Vor allem wenn man da oben bleiben will.


----------



## D!str(+)yer (27. September 2009)

der8auer schrieb:


> Wow da hat er ja richtig geackert! Cool einen deutschen wieder auf Platz 1 zu sehen




/Sign.

Echt klasse Arbeit. Und das war wirklich 3 Wochen Dauerarbeit so wie ich das mit bekommen hab!


----------



## Autokiller677 (27. September 2009)

Saubere Arbeit!
Geht aber auch sicher ganz schön sind Geld

Wir können vllt. auch bald feiern, HWLuxx ist keine 200Pkt mehr vor uns.


----------



## theLamer (27. September 2009)

Geile Sache, Stuwi 
3 Weltrekorde


----------



## Autokiller677 (28. September 2009)

Und schon ist er wieder 2. 
k|ngp|n hat zu viele Backups^^
Schade, wäre schon gewesen, da oben lange einen Deutschen zu sehen.




			Dieser Inhalt steht nur eingeloggten Mitgliedern zur Verfügung.


----------



## Alriin (28. September 2009)

Vor allem hat dieser ******* Ami mit einem Board gebencht, das noch nicht im Handel erhältlich ist. Sowas finde ich nicht richtig. Dieser verwöhnte Balg hätte gegen Boris (und zahlreiche andere Bencher) vermutlich nicht den Hauch einer Chance.
Und das schlimmste ist, dass der wahrscheinlich noch einen ganzen Berg Scores auf der Platte hat, die mit Hardware gebencht wurde, die es noch nirgends gibt.
Während wir hier z.B. sehnsüchtig auf die Radeon HD 5870 warten, kann der schon fröhlich Settings und Treiber damit durchprobieren..... mit nem Gulftown versteht sich! 

..........................................

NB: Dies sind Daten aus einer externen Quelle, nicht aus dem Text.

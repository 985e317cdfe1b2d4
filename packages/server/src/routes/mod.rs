use axum::{Router, routing::get};

use crate::handlers;
use crate::state::AppState;

pub fn routes() -> Router<AppState> {
    Router::new()
        .route("/", get(handlers::meta::root))
        .route("/health", get(handlers::meta::health))
        .merge(scenario_routes())
}

fn scenario_routes() -> Router<AppState> {
    let collection =
        get(handlers::scenario::list_scenarios).post(handlers::scenario::create_scenario);

    // Served with and without the trailing slash.
    Router::new()
        .route("/scenarios", collection.clone())
        .route("/scenarios/", collection)
        .route(
            "/scenarios/{id}",
            get(handlers::scenario::get_scenario).delete(handlers::scenario::delete_scenario),
        )
}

Aber Oli hat das in ner Printausgabe ja eh schon mal angesprochen. Irgendwann hat kein "normaler" Mensch mehr ne Chance auf die Top 10, weil die da oben von Intel & Co alles geschenkt bekommen.


----------



## der8auer (28. September 2009)

Da muss ich dir leider zustimmen... Naja aber HWBot ging mittlerweile schon dagegen vor. Ab jetzt kann man keine Ergebnisse mehr mit unveröffentlichten GPUs und CPUs hochladen und das ist schon ein richtiger Fortschritt... 

Aber was will man da schon machen. Wir würden uns auch freuen wenn wir alles gesponsort bekommen würden.


----------



## Autokiller677 (28. September 2009)

Ich finde, die Scores sollten erst gewertet werden, wenn die CPU's/GPU's im Handel erhältlich sind.

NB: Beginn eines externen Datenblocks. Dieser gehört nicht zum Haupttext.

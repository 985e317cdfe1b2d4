use axum::{
    Json,
    http::StatusCode,
    response::{IntoResponse, Response},
};
use serde::Serialize;

use crate::store::StoreError;

/// Structured error response returned by all endpoints on failure.
#[derive(Serialize, utoipa::ToSchema)]
pub struct ErrorBody {
    /// Machine-readable error code. One of: `VALIDATION_ERROR`, `INVALID_ID`,
    /// `NOT_FOUND`, `INTERNAL_ERROR`.
    #[schema(example = "VALIDATION_ERROR")]
    pub code: &'static str,
    /// Human-readable error description.
    #[schema(example = "limit must be between 1 and 50")]
    pub message: String,
}

/// Application-level error type.
#[derive(Debug)]
pub enum AppError {
    /// Request body or query does not have the declared shape or range.
    Validation(String),
    /// Path identifier is not a 24-character hex object id.
    InvalidId(String),
    NotFound(String),
    /// Storage failure. The detail is logged, never returned.
    Internal(String),
}

impl AppError {
    pub fn status(&self) -> StatusCode {
        match self {
            AppError::Validation(_) => StatusCode::UNPROCESSABLE_ENTITY,
            AppError::InvalidId(_) => StatusCode::BAD_REQUEST,
            AppError::NotFound(_) => StatusCode::NOT_FOUND,
            AppError::Internal(_) => StatusCode::INTERNAL_SERVER_ERROR,
        }
    }

    fn into_body(self) -> ErrorBody {
        match self {
            AppError::Validation(msg) => ErrorBody {
                code: "VALIDATION_ERROR",
                message: msg,
            },
            AppError::InvalidId(msg) => ErrorBody {
                code: "INVALID_ID",
                message: msg,
            },
            AppError::NotFound(msg) => ErrorBody {
                code: "NOT_FOUND",
                message: msg,
            },
            AppError::Internal(detail) => {
                tracing::error!("Internal error: {}", detail);
                ErrorBody {
                    code: "INTERNAL_ERROR",
                    message: "An unexpected error occurred".into(),
                }
            }
        }
    }
}

impl IntoResponse for AppError {
    fn into_response(self) -> Response {
        let status = self.status();
        (status, Json(self.into_body())).into_response()
    }
}

impl From<StoreError> for AppError {
    fn from(err: StoreError) -> Self {
        match err {
            StoreError::InvalidDocument(detail) => {
                tracing::warn!("Rejected unstorable document: {detail}");
                AppError::Validation(detail)
            }
            StoreError::Unavailable(detail) => AppError::Internal(detail),
        }
    }
}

Unter welcher Kategorie lädt der die Ergebnisse bei hwbot eigentlich hoch? 5870 finde ich, allerdings seh ich da keine TopScores von dem, aber Gulftown bzw i9 gibts noch gar nicht als Kategorie. 
Der wird das doch wohl nicht zum i7 packen?!

EDIT: @der8auer
Gegen sponsern hab ich auch nichts
Aber man Scores von unveröffentlichter HW hochladen zu können war ein echtes Manko.


----------



## Alriin (28. September 2009)

@der8auer

Vermutlich schon. 

@Autokiller677

Nee, er hat mit einem Mainboard gearbeitet, dass noch nicht erschienen ist.
Und soweit ich weiß hat er schon Scores auf der Platte mit Gulftown und Radeon HD 5870. Die allerdings sind natürlich noch nicht hochgespielt.


----------



## Autokiller677 (28. September 2009)

Naja, das Mainboard ist jetzt aber auch nicht so der Geschwindigkeitsbringer. Klar gibt es Unterschiede, aber bei den HighEnd Boards sind die doch marginal oder? 

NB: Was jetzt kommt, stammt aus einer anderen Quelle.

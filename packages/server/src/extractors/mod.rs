pub mod json;
pub mod object_id;
pub mod query;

Was für ein krasses Board hat der denn da?


----------



## der8auer (28. September 2009)

EVGA Classified 4 Way SLI.

Die 4 benötigten GTX285 Classified gibt es meines Wissens nach aber auch noch nicht zu kaufen


----------



## Alriin (28. September 2009)

> Die 4 benötigten GTX285 Classified gibt es meines Wissens nach aber auch noch nicht zu kaufen


 Was ich vergaß zu erwähnen!


----------



## Alriin (17. Oktober 2009)

Er hat es wieder geschafft! Stuwi ist auf Platz 1!!! 

Und schon wieder Platz 2... 

Komisch, grad war er auf Platz 1 und wie ich auf die Startseite clicke ist er wieder nur 2.


----------



## $Lil Phil$ (17. Oktober 2009)

Wow an der Spitze gehts heiß her momentan.
Ich drück stummerwinter fest die Daumen, denn verdient hätte/hat er es imo.
Zumal ich lieber einen Deutschen an der Spitze sehe als einen 'PURE'.


----------



## Alriin (17. Oktober 2009)

Dürfte nur durch ein Update zu einer kurzfristigen Verschiebung gekommen sein... sieht nicht so aus als ob einer der beiden was großartiges gebencht hätte.


----------



## D!str(+)yer (17. Oktober 2009)

Stummerwinter hat gar nicht gebencht, kingpin hat einfach punkte verloren  

Geht aber echt heiß her da oben!


----------



## Lippokratis (18. Oktober 2009)

kingpin hat seinen Pifast Rekord verloren, daran hat es wohl gelegen


----------



## FortunaGamer (18. Oktober 2009)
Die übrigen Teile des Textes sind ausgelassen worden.